YOUR ASSIGNMENT:
Beginning with the first line of the data below, extract each line up to and including the one containing "its derived orientation.". Copy them exactly and add nothing.

(Stored data entries)
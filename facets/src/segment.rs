//! Facet segmentation dispatch.
//!
//! The planar-segmentation engine runs on a dedicated thread with
//! exclusive ownership of the stitched raster; the coordinator waits on a
//! channel under a hard timeout. An engine that never answers is
//! abandoned, not joined.

use crate::{engine::PlanarFit, reconcile, FacetError, FacetResult, StitchedRaster};
use aspect::Ring;
use log::debug;
use serde::Serialize;
use std::{
    sync::{mpsc, Arc},
    thread,
    time::{Duration, Instant},
};
use terrainrgb::{Tile, C};

/// Hard ceiling on a single segmentation request.
pub const SEGMENT_TIMEOUT: Duration = Duration::from_secs(30);

/// Plane-count control handed to the segmentation engine.
#[derive(Debug, Clone, PartialEq)]
pub enum Lambda {
    /// Fit exactly this many planes.
    Single(C),

    /// Fit each candidate count and keep the best-scoring one.
    Candidates(Vec<C>),

    /// Sweep a built-in candidate range.
    Auto,
}

/// A fitted plane and its derived orientation.
#[derive(Debug, Clone, Copy, PartialEq, Serialize)]
pub struct PlaneDescriptor {
    pub id: u32,

    /// Eastward elevation gradient, meters per meter.
    pub gx: C,

    /// Northward elevation gradient, meters per meter.
    pub gy: C,

    /// Iso-altitude (contour) bearing of the plane, degrees clockwise
    /// from north.
    pub iso_bearing_deg: C,
}

/// Facet boundary in raster pixel coordinates, keyed by plane id.
#[derive(Debug, Clone, PartialEq)]
pub struct FacetSeam {
    pub plane_id: u32,

    /// Fractional (column, row) pixel coordinates, row 0 at the raster's
    /// northern edge.
    pub vertices: Vec<(C, C)>,
}

/// A segmentation work order.
///
/// The stitched raster is moved in whole; the engine owns the buffer for
/// the lifetime of the request.
pub struct SegmentRequest {
    pub raster: StitchedRaster,
    pub lambda: Lambda,
    pub want_labels: bool,
}

/// What the engine hands back. The raster buffer returns with the
/// response so metric extraction can rescan it.
pub struct SegmentResponse {
    pub raster: StitchedRaster,
    pub planes: Vec<PlaneDescriptor>,
    pub seams: Vec<FacetSeam>,

    /// Raster-parallel plane ids, -1 where exterior or unlabeled. Present
    /// when the request asked for labels.
    pub labels: Option<Vec<i32>>,
}

/// An isolated planar-segmentation computation.
///
/// Implementations run on a dedicated thread with no shared mutable
/// state; errors are plain messages, surfaced to the caller as
/// [`FacetError::SegmentationFailure`].
pub trait SegmentationEngine: Send + Sync {
    fn run(&self, request: SegmentRequest) -> Result<SegmentResponse, String>;
}

/// Facet decomposition of the terrain inside a drawn footprint.
#[derive(Debug, Clone, Serialize)]
pub struct FacetSurvey {
    pub facets: Vec<FacetResult>,
}

impl FacetSurvey {
    pub fn builder() -> FacetSurveyBuilder {
        FacetSurveyBuilder {
            ring: None,
            lambda: Lambda::Auto,
            timeout: SEGMENT_TIMEOUT,
            engine: Arc::new(PlanarFit),
        }
    }
}

pub struct FacetSurveyBuilder {
    /// Drawn footprint (required).
    ring: Option<Ring>,

    /// Plane-count control (defaults to `Auto`).
    lambda: Lambda,

    /// Hard deadline for the segmentation engine.
    timeout: Duration,

    /// The isolated computation to dispatch to.
    engine: Arc<dyn SegmentationEngine>,
}

impl FacetSurveyBuilder {
    /// Drawn footprint (required).
    #[must_use]
    pub fn ring(mut self, ring: Ring) -> Self {
        self.ring = Some(ring);
        self
    }

    /// Plane-count control (defaults to `Auto`).
    #[must_use]
    pub fn lambda(mut self, lambda: Lambda) -> Self {
        self.lambda = lambda;
        self
    }

    /// Hard deadline for the segmentation engine (defaults to
    /// [`SEGMENT_TIMEOUT`]).
    #[must_use]
    pub fn timeout(mut self, timeout: Duration) -> Self {
        self.timeout = timeout;
        self
    }

    /// Replaces the default planar-fit engine.
    #[must_use]
    pub fn engine<E: SegmentationEngine + 'static>(mut self, engine: E) -> Self {
        self.engine = Arc::new(engine);
        self
    }

    /// Stitches `tiles`, runs segmentation, and reconciles the returned
    /// planes against the drawn footprint.
    ///
    /// One invocation, one response: the request either resolves with a
    /// (possibly empty) facet list or fails with a single tagged error.
    pub fn build(&self, tiles: &[Tile]) -> Result<FacetSurvey, FacetError> {
        let ring = self.ring.clone().ok_or(FacetError::Builder("ring"))?;
        let raster = StitchedRaster::stitch(&ring, tiles)?;
        let request = SegmentRequest {
            raster,
            lambda: self.lambda.clone(),
            want_labels: true,
        };

        let (tx, rx) = mpsc::channel();
        let engine = Arc::clone(&self.engine);
        thread::spawn(move || {
            // The receiver is gone if the deadline already passed; the
            // result is dropped with the channel.
            let _ = tx.send(engine.run(request));
        });

        let now = Instant::now();
        let response = match rx.recv_timeout(self.timeout) {
            Ok(Ok(response)) => response,
            Ok(Err(message)) => return Err(FacetError::SegmentationFailure(message)),
            Err(mpsc::RecvTimeoutError::Timeout) => {
                return Err(FacetError::SegmentationTimeout(self.timeout))
            }
            Err(mpsc::RecvTimeoutError::Disconnected) => {
                return Err(FacetError::SegmentationFailure(
                    "segmentation unit stopped without a response".to_string(),
                ))
            }
        };
        debug!(
            "segmentation; planes: {}, seams: {}, exec: {:?}",
            response.planes.len(),
            response.seams.len(),
            now.elapsed()
        );

        Ok(FacetSurvey {
            facets: reconcile::reconcile(&ring, &response),
        })
    }
}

OUTPUT OF THE EXERCISE:
filename facets/src/segment.rs
//! Facet segmentation dispatch.
//!
//! The planar-segmentation engine runs on a dedicated thread with
//! exclusive ownership of the stitched raster; the coordinator waits on a
//! channel under a hard timeout. An engine that never answers is
//! abandoned, not joined.

use crate::{engine::PlanarFit, reconcile, FacetError, FacetResult, StitchedRaster};
use aspect::Ring;
use log::debug;
use serde::Serialize;
use std::{
    sync::{mpsc, Arc},
    thread,
    time::{Duration, Instant},
};
use terrainrgb::{Tile, C};

/// Hard ceiling on a single segmentation request.
pub const SEGMENT_TIMEOUT: Duration = Duration::from_secs(30);

/// Plane-count control handed to the segmentation engine.
#[derive(Debug, Clone, PartialEq)]
pub enum Lambda {
    /// Fit exactly this many planes.
    Single(C),

    /// Fit each candidate count and keep the best-scoring one.
    Candidates(Vec<C>),

    /// Sweep a built-in candidate range.
    Auto,
}

/// A fitted plane and its derived orientation.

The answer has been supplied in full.